HOW? What possible information for non-screen non-scripted users are you conveying that they need or would even care about? If anything, using a hash link :target driven is more accessible because it actually *SHOCK* moves the user to the section… Whilst dialog doesn’t even seem to (at least not on my braille reader)

As I keep saying, half the time it’s a presentational concept having no business in the markup on accessibility grounds, the other half the time you’ve already tossed accessibility down a flight of stairs with “Scripting only” solutions.

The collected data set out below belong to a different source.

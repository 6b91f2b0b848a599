//! Destroy engine: tear a materialized tree down.

use vitrail_fresco::SurfaceRef;

use crate::errors::{Result, RuntimeError};
use crate::events::remove_event_listeners;
use crate::h::VNode;

/// Remove `vnode`'s surface nodes, release its listeners and unmount its
/// components, clearing every back-reference.
///
/// Removed nodes are released from the surface once nothing refers to them.
pub fn destroy_dom(vnode: &mut VNode, surface: &SurfaceRef) -> Result<()> {
    tracing::trace!(kind = vnode.kind_name(), "destroy_dom");

    match vnode {
        VNode::Text(node) => {
            let el = node.el.take().ok_or(RuntimeError::NotMaterialized)?;
            surface.remove_node(el)?;
            surface.release_node(el)?;
        }
        VNode::Element(node) => {
            let el = node.el.take().ok_or(RuntimeError::NotMaterialized)?;
            surface.remove_node(el)?;
            for child in &mut node.children {
                destroy_dom(child, surface)?;
            }
            if let Some(listeners) = node.listeners.take() {
                remove_event_listeners(&**surface, el, &listeners)?;
            }
            surface.release_node(el)?;
        }
        VNode::Fragment(node) => {
            for child in &mut node.children {
                destroy_dom(child, surface)?;
            }
            node.el = None;
        }
        VNode::Component(node) => {
            let instance = node.instance.take().ok_or(RuntimeError::NotMaterialized)?;
            instance.unmount()?;
            node.el = None;
        }
    }
    Ok(())
}
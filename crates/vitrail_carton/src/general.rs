//! General string helpers shared across crates.

use compact_str::CompactString;

/// Returns `true` when the string contains something other than whitespace.
#[inline]
pub fn is_not_blank(s: &str) -> bool {
    !s.trim().is_empty()
}

/// Split a class attribute string into its tokens, dropping blank entries.
pub fn class_tokens(value: &str) -> Vec<CompactString> {
    value.split_whitespace().map(CompactString::from).collect()
}

/// Keep the non-blank entries of an explicit class list, in order.
pub fn non_blank_tokens<I, S>(tokens: I) -> Vec<CompactString>
where
    I: IntoIterator<Item = S>,
    S: AsRef<str>,
{
    tokens
        .into_iter()
        .filter(|token| is_not_blank(token.as_ref()))
        .map(|token| CompactString::from(token.as_ref().trim()))
        .collect()
}
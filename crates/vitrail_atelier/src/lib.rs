//! Atelier - The reconciliation workshop for Vitrail.
//!
//! This crate turns node descriptions into surface nodes and keeps them in
//! sync:
//! - `h`, `h_string`, `h_fragment` and `h_component` build descriptions
//! - `mount_dom` and `destroy_dom` materialize and tear down trees
//! - `patch_dom` reconciles a mounted tree against a new description
//! - `define_component` creates stateful components that re-render themselves

pub mod arrays;
pub mod attributes;
pub mod component;
pub mod destroy;
pub mod errors;
pub mod events;
pub mod h;
pub mod mount;
pub mod nodes_equal;
pub mod objects;
pub mod patch;
pub mod props;

pub use arrays::{arrays_diff, arrays_diff_sequence, ArrayDiffOp, ArraysDiff};
pub use component::{
    define_component, ComponentDef, ComponentDefBuilder, ComponentProps, ComponentRef,
    ComponentState, WeakComponentRef, RESERVED_METHOD_NAMES,
};
pub use destroy::destroy_dom;
pub use errors::{Result, RuntimeError};
pub use events::{add_event_listener, add_event_listeners, remove_event_listeners, EventHandler};
pub use h::{
    extract_children, h, h_component, h_fragment, h_string, lipsum, Child, ComponentVNode,
    ElementVNode, FragmentVNode, TextVNode, VNode,
};
pub use mount::mount_dom;
pub use nodes_equal::nodes_equal;
pub use objects::{objects_diff, ObjectsDiff};
pub use patch::patch_dom;
pub use props::{ClassValue, Props};

// Re-export surface types used in signatures
pub use vitrail_fresco::{Event, NodeId, Surface, SurfaceRef};
//! Input events delivered to listeners.

use serde::{Deserialize, Serialize};
use serde_json::Value;
use vitrail_carton::CompactString;

use crate::surface::NodeId;

/// An input event raised by the host environment on a surface node.
#[derive(Debug, Clone, PartialEq, Serialize, Deserialize)]
pub struct Event {
    /// Event name (`click`, `input`, ...)
    pub name: CompactString,
    /// Node the event was raised on
    pub target: NodeId,
    /// Event payload, e.g. the current value of an input
    #[serde(default)]
    pub detail: Value,
}

impl Event {
    /// Create an event without payload.
    pub fn new(name: impl Into<CompactString>, target: NodeId) -> Self {
        Self {
            name: name.into(),
            target,
            detail: Value::Null,
        }
    }

    /// Attach a payload.
    pub fn with_detail(mut self, detail: Value) -> Self {
        self.detail = detail;
        self
    }

    /// Payload as a string, when it is one.
    pub fn detail_str(&self) -> Option<&str> {
        self.detail.as_str()
    }
}
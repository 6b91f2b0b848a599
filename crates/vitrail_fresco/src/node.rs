//! Surface node definitions.

use std::collections::BTreeMap;

use vitrail_carton::{CompactString, SmallVec};

use crate::surface::{AttrValue, Listener, ListenerId, NodeId};

/// A node held by [`MemorySurface`](crate::MemorySurface).
#[derive(Clone)]
pub struct SurfaceNode {
    /// Unique node ID
    pub id: NodeId,
    /// Node type and content
    pub kind: NodeKind,
    /// Parent node, when attached
    pub parent: Option<NodeId>,
    /// Child node IDs
    pub children: SmallVec<[NodeId; 4]>,
    /// Bound listeners, in binding order
    pub listeners: Vec<(CompactString, ListenerId, Listener)>,
}

impl SurfaceNode {
    /// Create a new detached node.
    pub fn new(id: NodeId, kind: NodeKind) -> Self {
        Self {
            id,
            kind,
            parent: None,
            children: SmallVec::new(),
            listeners: Vec::new(),
        }
    }

    /// Create a text node.
    pub fn text_node(id: NodeId, value: impl Into<CompactString>) -> Self {
        Self::new(id, NodeKind::Text(value.into()))
    }

    /// Create an element node.
    pub fn element_node(id: NodeId, tag: impl Into<CompactString>) -> Self {
        Self::new(id, NodeKind::Element(ElementData::new(tag)))
    }

    /// Check if this is a text node.
    pub fn is_text(&self) -> bool {
        matches!(self.kind, NodeKind::Text(_))
    }

    /// Get the element data, if this is an element.
    pub fn as_element(&self) -> Option<&ElementData> {
        match &self.kind {
            NodeKind::Element(data) => Some(data),
            NodeKind::Text(_) => None,
        }
    }

    /// Get the element data mutably, if this is an element.
    pub fn as_element_mut(&mut self) -> Option<&mut ElementData> {
        match &mut self.kind {
            NodeKind::Element(data) => Some(data),
            NodeKind::Text(_) => None,
        }
    }

    /// Number of listeners bound for `event`.
    pub fn listener_count(&self, event: &str) -> usize {
        self.listeners
            .iter()
            .filter(|(name, _, _)| name == event)
            .count()
    }

    /// Remove a child.
    pub(crate) fn remove_child(&mut self, child_id: NodeId) {
        if let Some(pos) = self.children.iter().position(|&id| id == child_id) {
            self.children.remove(pos);
        }
    }
}

impl std::fmt::Debug for SurfaceNode {
    fn fmt(&self, f: &mut std::fmt::Formatter<'_>) -> std::fmt::Result {
        f.debug_struct("SurfaceNode")
            .field("id", &self.id)
            .field("kind", &self.kind)
            .field("parent", &self.parent)
            .field("children", &self.children)
            .field("listeners", &self.listeners.len())
            .finish()
    }
}

/// Node type variants.
#[derive(Debug, Clone, PartialEq)]
pub enum NodeKind {
    /// Text content
    Text(CompactString),
    /// Element with tag, attributes, classes and inline styles
    Element(ElementData),
}

/// Element payload.
#[derive(Debug, Clone, Default, PartialEq)]
pub struct ElementData {
    pub tag: CompactString,
    pub attrs: BTreeMap<CompactString, AttrValue>,
    /// Class tokens, in insertion order, without duplicates
    pub classes: Vec<CompactString>,
    pub style: BTreeMap<CompactString, CompactString>,
}

impl ElementData {
    pub fn new(tag: impl Into<CompactString>) -> Self {
        Self {
            tag: tag.into(),
            ..Default::default()
        }
    }

    /// Add a class token unless already present.
    pub fn add_class(&mut self, token: &str) {
        if !self.classes.iter().any(|c| c == token) {
            self.classes.push(token.into());
        }
    }

    pub fn remove_class(&mut self, token: &str) {
        self.classes.retain(|c| c != token);
    }
}
//! Maestro - Command dispatcher and application shell for Vitrail.
//!
//! ```
//! use std::rc::Rc;
//!
//! use serde_json::{json, Value};
//! use vitrail_atelier::{h, Props, SurfaceRef};
//! use vitrail_fresco::MemorySurface;
//! use vitrail_maestro::{create_app, AppDefinition};
//!
//! let memory = Rc::new(MemorySurface::new());
//! let root = memory.create_root();
//! let surface: SurfaceRef = memory.clone();
//!
//! let definition = AppDefinition::new(0_i64, |count: &i64, _emit| {
//!     h("p", Props::new(), [count.to_string()])
//! })
//! .reducer("add", |count: &i64, by: &Value| count + by.as_i64().unwrap_or(0));
//!
//! let app = create_app(definition, surface);
//! app.mount(root).unwrap();
//! app.emit("add", json!(3)).unwrap();
//! assert_eq!(memory.inner_html(root).unwrap(), "<p>3</p>");
//! ```

pub mod app;
pub mod dispatcher;

pub use app::{create_app, create_app_with_options, App, AppDefinition, AppOptions, Emitter};
pub use dispatcher::{
    AfterCommandHandler, CommandHandler, Dispatcher, DispatcherOptions, Subscription,
};
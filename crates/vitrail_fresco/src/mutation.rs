//! Mutation log entries recorded by the memory surface.

use vitrail_carton::CompactString;

use crate::surface::{AttrValue, ListenerId, NodeId};

/// A single surface mutation.
///
/// Node creation is not a mutation of the visible tree and is not recorded;
/// everything that changes attached or attachable nodes is.
#[derive(Debug, Clone, PartialEq)]
pub enum Mutation {
    /// Node inserted into parent at index
    Insert {
        parent: NodeId,
        node: NodeId,
        index: usize,
    },
    /// Node detached from its parent
    Remove(NodeId),
    /// Text content overwritten
    SetText(NodeId, CompactString),
    SetAttribute(NodeId, CompactString, AttrValue),
    RemoveAttribute(NodeId, CompactString),
    SetClassList(NodeId, Vec<CompactString>),
    AddClass(NodeId, CompactString),
    RemoveClass(NodeId, CompactString),
    SetStyle(NodeId, CompactString, CompactString),
    ClearStyle(NodeId, CompactString),
    AddListener(NodeId, CompactString, ListenerId),
    RemoveListener(NodeId, CompactString, ListenerId),
}

impl Mutation {
    /// Node the mutation applies to.
    pub fn node(&self) -> NodeId {
        match self {
            Mutation::Insert { node, .. } => *node,
            Mutation::Remove(node)
            | Mutation::SetText(node, _)
            | Mutation::SetAttribute(node, _, _)
            | Mutation::RemoveAttribute(node, _)
            | Mutation::SetClassList(node, _)
            | Mutation::AddClass(node, _)
            | Mutation::RemoveClass(node, _)
            | Mutation::SetStyle(node, _, _)
            | Mutation::ClearStyle(node, _)
            | Mutation::AddListener(node, _, _)
            | Mutation::RemoveListener(node, _, _) => *node,
        }
    }

    /// Whether the mutation changes tree structure (insert/remove).
    pub fn is_structural(&self) -> bool {
        matches!(self, Mutation::Insert { .. } | Mutation::Remove(_))
    }
}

It’s sad when “better for accessibility” starts to become a lame copout utterly unsupporteed by facts. We saw it with the HTML “structural” tags, and it continues with tags like
They’re saying it because they know most “normal” people will believe it out of fear, ignorance, and wishful thinking. In no way, shape, or form does that mean it is true!
Conclusion
For some reason the folks at the WhatWG — and by extension the toothless spineless W3C — seem to keep wanting to make pointless, stupid, redundant changes to the specification without actually fixing deeper rooted issues. Much of it I think stems from them clearly being filled with people who never embraced the separation of concerns, never understood what semantic markup even means or is for, and by their own admission having created a specification based on what people were doing 15-20 years ago, not what people SHOULD be doing.
When 15 to 20 years ago the majority of quacks, morons, and fools were still vomiting up HTML 3.2 under the guise of 4 Tranny. Transitional in this case literally meaning “in transition from 1997 to 1998 development practices”.
But I guess that’s just par for the course with frauds like Otto, Thornton, and Wathan building monuments to the presentational markup mentality. When “presentation first” is hot and trendy again, no shock to see even the specification get dragged back in times 20+ years recreating every last mistake that was made in HTML 3.2! The same way garbage like CENTER, FONT, ALIGN, COLOR, BACKGROUND, BGCOLOR, LINK, VLINK, and abuse of TABLE for layout shart all over HTML in their time.
From TFOOT before TBODY now being invalid, to EMBED and target=”_blank” being valid, to garbage redundancies like AUDIO, VIDEO, DIALOG and HGROUP, to things that shouldn’t even have tags like CANVAS… It’s all repeating the mistakes of the past.
I really have zero confidence in the alleged “standards bodies” currently running this circus of clowns, freaks, and snake oil peddling carny-barkers.
They’re dragging us back to the same problems we had back in 1997. It’s the same herp just a different derp.
Not surprising in the slightest that many of the same people are involved. “Big Names” that to be frank, don’t have the greatest track records to be treated as “authorities” on the subject. In fact, that’s why many of them formed the WhatWG after being shown the door at the W3C!
Though to be fair, It’s not like I’m not just some “rando on the web”
Ouch, that was painfully self-aware. But of course I’m the one “stuck in the past” and “hating everything new” because I’m — *checks notes* — pointing out how they’re recreating past mistakes. Yup, that seems legit.